ASSIGNMENT | For the string "crate", search the entries below and copy every line where it appears.

(Stored data)
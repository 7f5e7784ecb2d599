use std::path::Path;

use itertools::Itertools;
use ontotag_files::highlevel::Stage;
use ontotag_files::usda::types::{Reference, SdfPath};

/// Re-bases the prim's own reference entries (root layer opinions only) onto
/// `scene_dir`, the directory of the input scene file. Cardinality and order
/// are preserved; a prim without references is left untouched.
pub fn rewrite_references(stage: &mut Stage, prim_path: &SdfPath, scene_dir: &Path) {
    let references = stage.local_references(prim_path);
    if references.is_empty() {
        return;
    }

    let resolved = references
        .into_iter()
        .map(|reference| Reference {
            asset_path: resolve_asset_path(&reference.asset_path, scene_dir),
            prim_path: reference.prim_path,
        })
        .collect_vec();

    log::debug!("Rewriting {} reference(s) on {}", resolved.len(), prim_path);
    stage.set_local_references(prim_path, resolved);
}

/// Absolute paths pass through unchanged; relative ones lose a leading `./`
/// and are joined with the scene directory.
pub fn resolve_asset_path(asset_path: &str, scene_dir: &Path) -> String {
    if Path::new(asset_path).is_absolute() {
        return asset_path.to_string();
    }

    let trimmed = asset_path.strip_prefix("./").unwrap_or(asset_path);
    scene_dir.join(trimmed).to_string_lossy().into_owned()
}
//! Composed view over a root layer and its sublayers.
//!
//! The root layer is the strongest; sublayers follow in authored order. All
//! mutations target the root layer, matching the scene engine's default edit
//! target. Queries resolve composed opinions strongest-first.

use std::fs;
use std::path::{Path, PathBuf};

use crate::usda::reader::UsdaReader;
use crate::usda::types::{Attribute, Layer, PrimSpec, Reference, SdfPath, Specifier, Value};
use crate::usda::writer::UsdaWriter;
use crate::ParserError;


pub struct Stage {
    root_path: PathBuf,
    root_layer: Layer,
    sub_layers: Vec<Layer>,
}

impl Stage {
    pub fn open(path: impl AsRef<Path>) -> Result<Stage, ParserError> {
        let path = path.as_ref();
        let src = fs::read_to_string(path)?;
        let root_layer = UsdaReader::parse_layer(&src)?;

        let mut stage = Stage {
            root_path: path.to_path_buf(),
            root_layer,
            sub_layers: Vec::new(),
        };
        stage.load_sub_layers()?;
        Ok(stage)
    }

    fn load_sub_layers(&mut self) -> Result<(), ParserError> {
        let base = self.root_path.parent().map(Path::to_path_buf).unwrap_or_default();

        self.sub_layers.clear();
        for sub_layer in &self.root_layer.sub_layer_paths {
            let sub_path = if Path::new(sub_layer).is_absolute() {
                PathBuf::from(sub_layer)
            } else {
                base.join(sub_layer.strip_prefix("./").unwrap_or(sub_layer))
            };
            let src = fs::read_to_string(&sub_path)?;
            self.sub_layers.push(UsdaReader::parse_layer(&src)?);
        }
        Ok(())
    }

    /// Replaces the root layer's sublayer list and reloads the sublayers.
    pub fn set_sub_layers(&mut self, paths: Vec<String>) -> Result<(), ParserError> {
        self.root_layer.sub_layer_paths = paths;
        self.load_sub_layers()
    }

    pub fn root_layer(&self) -> &Layer {
        &self.root_layer
    }

    fn layers(&self) -> impl Iterator<Item = &Layer> {
        std::iter::once(&self.root_layer).chain(self.sub_layers.iter())
    }

    fn specs_at<'a, 'p>(&'a self, path: &'p SdfPath) -> impl Iterator<Item = &'a PrimSpec> + use<'a, 'p> {
        self.layers().filter_map(move |layer| layer.find_spec(path))
    }

    /// All children of `path` across layers, strongest layer's order first,
    /// abstract prims included.
    pub fn children_of(&self, path: &SdfPath) -> Vec<SdfPath> {
        let mut children: Vec<SdfPath> = Vec::new();
        for layer in self.layers() {
            let layer_children = if path.is_absolute_root() {
                Some(&layer.roots)
            } else {
                layer.find_spec(path).map(|spec| &spec.children)
            };
            let Some(layer_children) = layer_children else {
                continue;
            };
            for child in layer_children {
                let child_path = path.join(&child.name);
                if !children.contains(&child_path) {
                    children.push(child_path);
                }
            }
        }
        children
    }

    /// Top-level prims of the composed stage.
    pub fn root_prims(&self) -> Vec<SdfPath> {
        self.children_of(&SdfPath::absolute_root())
    }

    /// Depth-first composed traversal, pruning abstract subtrees (the
    /// engine's default predicate).
    pub fn traverse(&self) -> Vec<SdfPath> {
        let mut prims = Vec::new();
        self.walk(&SdfPath::absolute_root(), false, &mut prims);
        prims
    }

    /// Depth-first composed traversal including abstract prims.
    pub fn traverse_all(&self) -> Vec<SdfPath> {
        let mut prims = Vec::new();
        self.walk(&SdfPath::absolute_root(), true, &mut prims);
        prims
    }

    fn walk(&self, parent: &SdfPath, include_abstract: bool, out: &mut Vec<SdfPath>) {
        for child in self.children_of(parent) {
            if !include_abstract && self.is_abstract(&child) {
                continue;
            }
            out.push(child.clone());
            self.walk(&child, include_abstract, out);
        }
    }

    /// Whether the defining spec for `path` is a class spec. Over-only prims
    /// are not abstract.
    pub fn is_abstract(&self, path: &SdfPath) -> bool {
        self.specs_at(path)
            .find(|spec| spec.specifier != Specifier::Over)
            .map(|spec| spec.specifier == Specifier::Class)
            .unwrap_or(false)
    }

    pub fn type_name(&self, path: &SdfPath) -> Option<&str> {
        self.specs_at(path)
            .find_map(|spec| spec.type_name.as_deref())
    }

    pub fn has_api_schema(&self, path: &SdfPath, schema: &str) -> bool {
        self.specs_at(path)
            .any(|spec| spec.api_schemas.iter().any(|applied| applied == schema))
    }

    /// Composed attribute lookup, strongest opinion wins.
    pub fn attribute(&self, path: &SdfPath, name: &str) -> Option<&Attribute> {
        self.specs_at(path).find_map(|spec| spec.attributes.get(name))
    }

    pub fn attribute_string(&self, path: &SdfPath, name: &str) -> Option<String> {
        match self.attribute(path, name)?.value.as_ref()? {
            Value::Str(text) => Some(text.clone()),
            Value::Token(word) => Some(word.clone()),
            _ => None,
        }
    }

    /// Composed relationship targets, strongest authored list wins.
    pub fn relationship_targets(&self, path: &SdfPath, name: &str) -> Vec<SdfPath> {
        self.specs_at(path)
            .find_map(|spec| spec.relationships.get(name))
            .cloned()
            .unwrap_or_default()
    }

    /// The prim's own reference entries in the root layer (non-inherited).
    pub fn local_references(&self, path: &SdfPath) -> Vec<Reference> {
        self.root_layer
            .find_spec(path)
            .map(|spec| spec.references.clone())
            .unwrap_or_default()
    }

    /// Replaces the prim's reference list in the root layer (clear + re-add).
    pub fn set_local_references(&mut self, path: &SdfPath, references: Vec<Reference>) {
        self.root_layer.ensure_spec_mut(path).references = references;
    }

    /// Applies an API schema to the prim in the root layer. Idempotent.
    pub fn apply_api_schema(&mut self, path: &SdfPath, schema: &str) {
        let spec = self.root_layer.ensure_spec_mut(path);
        if !spec.api_schemas.iter().any(|applied| applied == schema) {
            spec.api_schemas.push(schema.to_string());
        }
    }

    /// Appends a relationship target in the root layer. Adding an already
    /// present target is a no-op.
    pub fn add_relationship_target(&mut self, path: &SdfPath, name: &str, target: SdfPath) {
        let spec = self.root_layer.ensure_spec_mut(path);
        let targets = spec.relationships.entry(name.to_string()).or_insert_with(Vec::new);
        if !targets.contains(&target) {
            targets.push(target);
        }
    }

    pub fn set_attribute(&mut self, path: &SdfPath, name: &str, type_name: &str, value: Value) {
        let spec = self.root_layer.ensure_spec_mut(path);
        spec.attributes.insert(
            name.to_string(),
            Attribute {
                type_name: type_name.to_string(),
                custom: false,
                value: Some(value),
            },
        );
    }

    /// Removes the prim (and its whole subtree) from the root layer.
    pub fn remove_prim(&mut self, path: &SdfPath) -> bool {
        self.root_layer.remove_spec(path)
    }

    /// Synthesizes a class prim at `path` in the root layer, creating missing
    /// ancestors as `over` specs.
    pub fn create_class_prim(&mut self, path: &SdfPath) {
        let spec = self.root_layer.ensure_spec_mut(path);
        spec.specifier = Specifier::Class;
    }

    /// Saves the root layer back to the file it was opened from, atomically.
    pub fn save(&self) -> Result<(), ParserError> {
        UsdaWriter::save_atomic(&self.root_layer, &self.root_path)
    }

    /// Writes the root layer to another location, atomically.
    pub fn export(&self, path: impl AsRef<Path>) -> Result<(), ParserError> {
        UsdaWriter::save_atomic(&self.root_layer, path.as_ref())
    }
}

THE ANSWER |
use crate::usda::reader::UsdaReader;
use crate::usda::types::{Attribute, Layer, PrimSpec, Reference, SdfPath, Specifier, Value};
use crate::usda::writer::UsdaWriter;
use crate::ParserError;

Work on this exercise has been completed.